# How is AOC L32DK99U 32" lcd for 15k ?



## nvrmndryo (Aug 10, 2011)

vijay sales is offering this monitor in 15k , so how is it ? I just need bigger screen with decent quality n for price I think its good deal , I can't extend my budget so just tell me is it good deal or wt ? I m gona use it on pc only as monitor to watch movies n play games in bedroom.
AOC LCD TV 32 " TOP QUALITY AFFORDABLE PRICE | eBay


----------



## GhorMaanas (Aug 10, 2011)

but it isnt a full HD monitor ! are you comfortable with that ?!


----------



## abhijeet2021 (Aug 10, 2011)

i just brought it its good for the money it is being offered for. With some text compromise i use it on my pc with 1600*1080 resolution. The screen becomes a bit blur butu get more workspace. Videos/Games looks awesome on it and the connectivity options many. Also its got pip for your tv/pc needs. On a resolution of 1360*786 which is optimum pc res you would get the text sharper. If you're gamer/video watcher most of the time it may serve your purpose. just do not forget to get a wireless mouse/keyboard makes life alot easier. I can post pics if you want later. 
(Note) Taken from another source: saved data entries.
//! The transaction-id/snapshot manager (§6): an external collaborator this
//! crate only ever queries, never mutates. Whether a given xid is
//! in-progress, committed, or aborted decides whether a queue entry is
//! replay-pending, deliverable, or skippable (§4.3).

use std::collections::BTreeSet;

#[derive(Debug, Clone, Copy, PartialEq, Eq, PartialOrd, Ord, Hash)]
pub struct Xid(pub u64);

/// A point-in-time view used to decide whether an xid not yet known to be
/// committed or aborted should be treated as still in progress.
#[derive(Debug, Clone)]
pub struct Snapshot {
    /// Lowest xid not yet known to have committed when the snapshot was
    /// taken; anything below is surely decided one way or the other.
    pub xmin: Xid,
    /// First as-yet-unassigned xid at snapshot time; anything at or above
    /// this is necessarily still in progress (it started after us).
    pub xmax: Xid,
    /// Xids between xmin and xmax that were in progress at snapshot time.
    pub in_progress: BTreeSet<Xid>,
}

impl Snapshot {
    pub fn in_progress_at_snapshot(&self, xid: Xid) -> bool {
        xid >= self.xmax || (xid >= self.xmin && self.in_progress.contains(&xid))
    }
}

/// Consumed from the surrounding database engine's transaction manager.
pub trait TransactionOracle: Send + Sync {
    /// The xid of the calling backend's current transaction.
    fn current_xid(&self) -> Xid;

    /// A snapshot suitable for gating queue-entry visibility.
    fn current_snapshot(&self) -> Snapshot;

    /// Whether `xid` was still in progress as of `snapshot`.
    fn xid_in_progress(&self, xid: Xid, snapshot: &Snapshot) -> bool {
        snapshot.in_progress_at_snapshot(xid)
    }

    /// Whether `xid` is now known to have committed. Only meaningful once
    /// `xid_in_progress` has returned `false` for it.
    fn xid_committed(&self, xid: Xid) -> bool;
}

/// A deterministic oracle for tests: the caller explicitly marks xids
/// committed or aborted and hands out fixed snapshots, instead of racing
/// real wall-clock transactions.
pub mod fake {
    use super::*;
    use std::collections::HashMap;
    use std::sync::atomic::{AtomicU64, Ordering};
    use std::sync::Mutex;

    #[derive(Debug, Clone, Copy, PartialEq, Eq)]
    pub enum FakeStatus {
        InProgress,
        Committed,
        Aborted,
    }

    pub struct FakeOracle {
        next_xid: AtomicU64,
        statuses: Mutex<HashMap<Xid, FakeStatus>>,
    }

    impl Default for FakeOracle {
        fn default() -> Self {
            FakeOracle {
                next_xid: AtomicU64::new(1),
                statuses: Mutex::new(HashMap::new()),
            }
        }
    }

    impl FakeOracle {
        pub fn new() -> Self {
            Self::default()
        }

        pub fn begin(&self) -> Xid {
            let xid = Xid(self.next_xid.fetch_add(1, Ordering::SeqCst));
            self.statuses.lock().unwrap().insert(xid, FakeStatus::InProgress);
            xid
        }

        pub fn commit(&self, xid: Xid) {
            self.statuses.lock().unwrap().insert(xid, FakeStatus::Committed);
        }

        pub fn abort(&self, xid: Xid) {
            self.statuses.lock().unwrap().insert(xid, FakeStatus::Aborted);
        }

        /// A snapshot that sees every xid still tagged in-progress right
        /// now as in-progress, and everything else as decided.
        pub fn snapshot(&self) -> Snapshot {
            let statuses = self.statuses.lock().unwrap();
            let in_progress: BTreeSet<Xid> = statuses
                .iter()
                .filter(|(_, s)| **s == FakeStatus::InProgress)
                .map(|(x, _)| *x)
                .collect();
            let xmax = Xid(self.next_xid.load(Ordering::SeqCst));
            Snapshot {
                xmin: Xid(0),
                xmax,
                in_progress,
            }
        }
    }

    impl TransactionOracle for FakeOracle {
        fn current_xid(&self) -> Xid {
            // Tests call `begin()` explicitly; this is only used when a
            // caller wants "whatever the most recently begun xid was".
            Xid(self.next_xid.load(Ordering::SeqCst).saturating_sub(1))
        }

        fn current_snapshot(&self) -> Snapshot {
            self.snapshot()
        }

        fn xid_in_progress(&self, xid: Xid, snapshot: &Snapshot) -> bool {
            let statuses = self.statuses.lock().unwrap();
            match statuses.get(&xid) {
                Some(FakeStatus::InProgress) => true,
                Some(_) => false,
                None => snapshot.in_progress_at_snapshot(xid),
            }
        }

        fn xid_committed(&self, xid: Xid) -> bool {
            matches!(self.statuses.lock().unwrap().get(&xid), Some(FakeStatus::Committed))
        }
    }
}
*imageshack.us/photo/my-images/829/28744420133640658656110.jpg/


----------



## nvrmndryo (Aug 10, 2011)

@kilroyquasar : its 32" so its ok for 720p , for 42" + we need 1080p ,, n for 15 k wt we get huh ? my frnd bought 22" lg monitor for 13 k last year ,, so its good deal .
@abhijeet2021 , thnx for info , My need is for Gaming and hd movies only , n ure saying on 1360*786 text looks good then its good cz m gona use tht resolution only .I'll check out vijay stores 2mrw n I'll post more about it.. thnx


----------



## abhijeet2021 (Aug 11, 2011)

do take a couple of hd movies on usb drive. Have already tested 16 gb pen drive which had mp4 full hd movies rip on it. Also it seems vga cable works great then hdmi on it. For movies with dark background vga works wonder. Hdmi color saturation is to much. This are done on 30% brightness/contrast lvls on tv


----------



## nvrmndryo (Aug 11, 2011)

just bought it ,, n its truly awesome tv !!


----------



## abhijeet2021 (Aug 11, 2011)

congrats bro also test your preference both on vga connection and hdmi if you got one. For me vga looks more natural.


----------



## d6bmg (Aug 12, 2011)

nvrmndryo said:


> just bought it ,, n its truly awesome tv !!



They are good. Congrats!!


----------



## nvrmndryo (Aug 12, 2011)

i am using on vga on default resolution.looks very good , no problem at all. lets see hw it looks in hdmi !


----------



## abhijeet2021 (Aug 12, 2011)

whats the brightness/contras ratio you're putting on. Also do a screenshot round for the setup.


----------



## nvrmndryo (Aug 12, 2011)

I've uploaded images to flickr - here is the link ,,,..> Flickr: nvrmndryo's Photostream
I am gonna mount my lcd to wall when AOC person will come , its just temp. setup !


----------



## Skyh3ck (Aug 13, 2011)

is this under exchange


----------



## nvrmndryo (Aug 15, 2011)

in under exchange for 29"TV its 14k , for 21"its 15k . n for direct buy its 17k. I bought it for 17k.


----------